The New Encyclopaedia Britannica, 15th Edition, Volume 11, pp. 535, 1994, (Tanagra)
Prepared for the Santa Barbara Museum of Art Docent Council by Terry David, March, 1995
Enhanced for the web by Loree Gold August 2005
Jean-Leon Gérôme, Working in Marble or The Artist Sculpting Tanagra (Le Travail du marbre or L'Artiste sculptant Tanagra),1890, Oil on canvas, 19'/ x 159/6 in. (50.5 x 39.5 cm), Dahesh Museum, 1995.104
COMMENTS
This complex self-portrait is a summation of Gérôme's remarkable career as both painter and sculptor. It is also a commemoration of his famous sculpture entitled Tanagra, 1890 (Musee d'Orsay, Paris), a nude personification of the ancient Greek city, who holds one of the small painted figurines that bestowed renown on the artisans of that city. Inspired by these figurines as well as by his own quest for realism, Gérôme delicately tinted the skin, hair, lips, and nipples of his marble, causing a sensation at the Salon of 1890. Like most 19th-century sculptors, he did not carve the marble himself but furnished professional marble cutters with a full-size plaster to use as a guide. It is this intermediate step that is depicted in Working in Marble, a title that refers to the overall creative process.

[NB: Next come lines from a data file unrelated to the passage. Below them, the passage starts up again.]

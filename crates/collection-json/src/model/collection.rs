//! The document root and its error body.

use std::fmt;

use serde_json::Value;

use crate::codec::document;
use crate::codec::entity::{Entity, EntityInput};
use crate::error::{DecodeError, EncodeError};
use crate::limits::DEFAULT_VERSION;
use crate::model::{Item, Link, NamedArray, Query, Template};

/// Root of a Collection+JSON document.
///
/// Array members are always present in the model, empty when the wire
/// omitted them.
#[derive(Debug, Clone, PartialEq, Eq)]
pub struct Collection {
    pub version: String,
    pub href: String,
    pub links: NamedArray<Link>,
    pub items: NamedArray<Item>,
    pub queries: NamedArray<Query>,
    pub template: Option<Template>,
    pub error: Option<Error>,
}

impl Collection {
    /// Creates an empty version "1.0" collection at `href`.
    pub fn new(href: impl Into<String>) -> Self {
        Self {
            version: DEFAULT_VERSION.to_string(),
            href: href.into(),
            links: NamedArray::new("links"),
            items: NamedArray::new("items"),
            queries: NamedArray::new("queries"),
            template: None,
            error: None,
        }
    }

    /// Parses a `{"collection": {...}}` document.
    pub fn parse(text: &str) -> Result<Self, DecodeError> {
        document::parse_collection(text)
    }

    /// Builds the `{"collection": {...}}` document tree.
    pub fn to_document(&self) -> Value {
        document::collection_document(self)
    }

    /// Encodes the document as compact JSON text.
    pub fn to_json(&self) -> Result<String, EncodeError> {
        document::encode_collection(self)
    }

    /// Encodes the document as indented JSON text.
    pub fn to_json_pretty(&self) -> Result<String, EncodeError> {
        document::encode_collection_with_options(
            self,
            &document::EncodeOptions::new().pretty(true),
        )
    }

    pub fn with_version(mut self, version: impl Into<String>) -> Self {
        self.version = version.into();
        self
    }

    pub fn with_link(mut self, link: Link) -> Self {
        self.links.push(link);
        self
    }

    pub fn with_item(mut self, item: Item) -> Self {
        self.items.push(item);
        self
    }

    pub fn with_query(mut self, query: Query) -> Self {
        self.queries.push(query);
        self
    }

    pub fn with_template(mut self, template: Template) -> Self {
        self.template = Some(template);
        self
    }

    pub fn with_error(mut self, error: Error) -> Self {
        self.error = Some(error);
        self
    }

    /// Replaces the links, converting raw JSON objects. `None` clears them.
    pub fn set_links(&mut self, links: Option<Vec<EntityInput<Link>>>) -> Result<(), DecodeError> {
        self.links = NamedArray::from_raw("links", links)?;
        Ok(())
    }

    /// Replaces the items, converting raw JSON objects. `None` clears them.
    pub fn set_items(&mut self, items: Option<Vec<EntityInput<Item>>>) -> Result<(), DecodeError> {
        self.items = NamedArray::from_raw("items", items)?;
        Ok(())
    }

    /// Replaces the queries, converting raw JSON objects. `None` clears them.
    pub fn set_queries(
        &mut self,
        queries: Option<Vec<EntityInput<Query>>>,
    ) -> Result<(), DecodeError> {
        self.queries = NamedArray::from_raw("queries", queries)?;
        Ok(())
    }

    /// Replaces the template, converting a raw JSON object.
    ///
    /// On error the current template is left untouched.
    pub fn set_template(
        &mut self,
        template: Option<EntityInput<Template>>,
    ) -> Result<(), DecodeError> {
        self.template = template.map(Template::coerce).transpose()?;
        Ok(())
    }

    /// Replaces the error body, converting a raw JSON object.
    ///
    /// On error the current error body is left untouched.
    pub fn set_error(&mut self, error: Option<EntityInput<Error>>) -> Result<(), DecodeError> {
        self.error = error.map(Error::coerce).transpose()?;
        Ok(())
    }
}

/// Renders the document as compact JSON text.
impl fmt::Display for Collection {
    fn fmt(&self, f: &mut fmt::Formatter<'_>) -> fmt::Result {
        write!(f, "{}", self.to_document())
    }
}

/// Error body of a document (`{"code"?, "message"?, "title"?}`).
///
/// Not to be confused with this crate's failure types in [`crate::error`].
#[derive(Debug, Clone, Default, PartialEq, Eq)]
pub struct Error {
    pub code: Option<String>,
    pub message: Option<String>,
    pub title: Option<String>,
}

impl Error {
    /// Creates an error body with no members.
    pub fn new() -> Self {
        Self::default()
    }

    pub fn with_code(mut self, code: impl Into<String>) -> Self {
        self.code = Some(code.into());
        self
    }

    pub fn with_message(mut self, message: impl Into<String>) -> Self {
        self.message = Some(message.into());
        self
    }

    pub fn with_title(mut self, title: impl Into<String>) -> Self {
        self.title = Some(title.into());
        self
    }

    /// Returns true if no member is set.
    pub fn is_empty(&self) -> bool {
        self.code.is_none() && self.message.is_none() && self.title.is_none()
    }
}

#[cfg(test)]
mod tests {
    use serde_json::json;

    use super::*;
    use crate::model::Data;

    #[test]
    fn test_new_defaults() {
        let collection = Collection::new("/c");
        assert_eq!(collection.version, "1.0");
        assert!(collection.links.is_empty());
        assert!(collection.items.is_empty());
        assert!(collection.queries.is_empty());
        assert_eq!(collection.to_document(), json!({"collection": {"version": "1.0", "href": "/c"}}));
    }

    #[test]
    fn test_set_error_from_raw() {
        let mut collection = Collection::new("/c");
        collection
            .set_error(Some(json!({"code": "404", "title": "Not found"}).into()))
            .unwrap();
        assert_eq!(
            collection.error,
            Some(Error::new().with_code("404").with_title("Not found"))
        );

        collection.set_error(None).unwrap();
        assert!(collection.error.is_none());
    }

    #[test]
    fn test_set_template_rejects_non_object() {
        let mut collection = Collection::new("/c").with_template(Template::new());
        let err = collection
            .set_template(Some(json!("template").into()))
            .unwrap_err();
        assert!(matches!(
            err,
            DecodeError::InvalidEntity {
                expected: "Template",
                ..
            }
        ));
        assert_eq!(collection.template, Some(Template::new()));
    }

    #[test]
    fn test_set_items_rejects_scalar_element() {
        let mut collection = Collection::new("/c");
        let err = collection
            .set_items(Some(vec![Item::new().into(), json!(5).into()]))
            .unwrap_err();
        assert_eq!(
            err,
            DecodeError::InvalidEntity {
                expected: "Item",
                found: "5".to_string(),
            }
        );
    }

    #[test]
    fn test_set_links_and_queries() {
        let mut collection = Collection::new("/c");
        collection
            .set_links(Some(vec![json!({"href": "/a", "rel": "self"}).into()]))
            .unwrap();
        collection
            .set_queries(Some(vec![Query::new("/s", "search").into()]))
            .unwrap();
        assert_eq!(collection.links[0], Link::new("/a", "self"));
        assert_eq!(collection.queries.len(), 1);

        collection.set_links(None).unwrap();
        assert!(collection.links.is_empty());
        assert_eq!(collection.links.wire_name(), "links");
    }

    #[test]
    fn test_structural_equality() {
        let a = Collection::new("/c").with_item(Item::new().with_data(vec![Data::new("x")]));
        let b = Collection::new("/c").with_item(Item::new().with_data(vec![Data::new("x")]));
        assert_eq!(a, b);
        assert_ne!(a, b.clone().with_version("1.1"));
        assert_ne!(a, Collection::new("/c"));
    }

    #[test]
    fn test_display_is_json() {
        let collection = Collection::new("/c").with_error(Error::new());
        assert_eq!(
            collection.to_string(),
            r#"{"collection":{"version":"1.0","href":"/c","error":{}}}"#
        );
    }

    #[test]
    fn test_error_is_empty() {
        assert!(Error::new().is_empty());
        assert!(!Error::new().with_message("boom").is_empty());
    }
}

Gerome portrays himself on a turn stand putting the finishing touches on the plaster version of Tanagra, carefully judging the accuracy of his work against the live model. He is in his second-floor painting studio (which could not have housed an unfinished marble of that size), described by a contemporary as a "splendid room, with its great sculptures and paintings, some still unfinished, and a famous collection of barbaric arms and costumes." Indeed, this painting includes many of these props-quiver, saddle, armor, drums, waterpipes, flag, textiles, masks used regularly by Gerome to enhance the authenticity of his Orientalist and classical scenes. It also contains several of his finished works: the Tanagra-inspired HoopDancer; Selene the moon goddess; and, most notably, his painting Pygmalion and Galatea. This latter image depicting marble transformed into flesh provides a mythological gloss on Gerome's own activity in Working in Marble, powerfully evoking the continuous interplay among painting and sculpture, reality and artifice, as well as the inherently theatrical nature of the artist's studio.
Transcribed from Highlights from the Dahesh Museum Collection
SBMA CURATORIAL LABELS
In 1878, at the age of fifty-four, the successful academic painter Gérôme took up sculpture. This
marble head depicts a female personification of Tanagra, a small village in Boetia, where, in
1870, excavations unearthed a set of terracotta figurines. These figurines were considered an
exciting affirmation of the practice of polychromy (painting or tinting) in ancient Greek and
Roman sculpture. Gérôme’s enthusiasm for the practice resulted in figures like this one, in which
the gleaming marble is given a disturbing realism through the coloring of the hair, eyes, and lips.
This head of Tanagra relates to a full-length seated figure holding a painted figurine in the style
of the excavated terracottas, completed by the artist in 1890.
- Ridley-Tree Reopening, 2021
This piece attests to a heated period of experimentation in the painter-turned-sculptor Gérôme’s studio in the 1890s: the coloring of a life-size, white marble figure personifying the ancient Greek city of Tanagra, a center once famed for its polychrome statuettes. This hand-tinted marble bust was a prelude to the artist’s subsequent exploration in colorofto of the full figure in three dimensions. Its rough, broken peripheries, create a jarring effect when juxtaposed with the seeming lifelikeness of its tinted flesh, triggering an uncanny viewing experience: as in a horror film, this dismembered fragment still palpitates with life.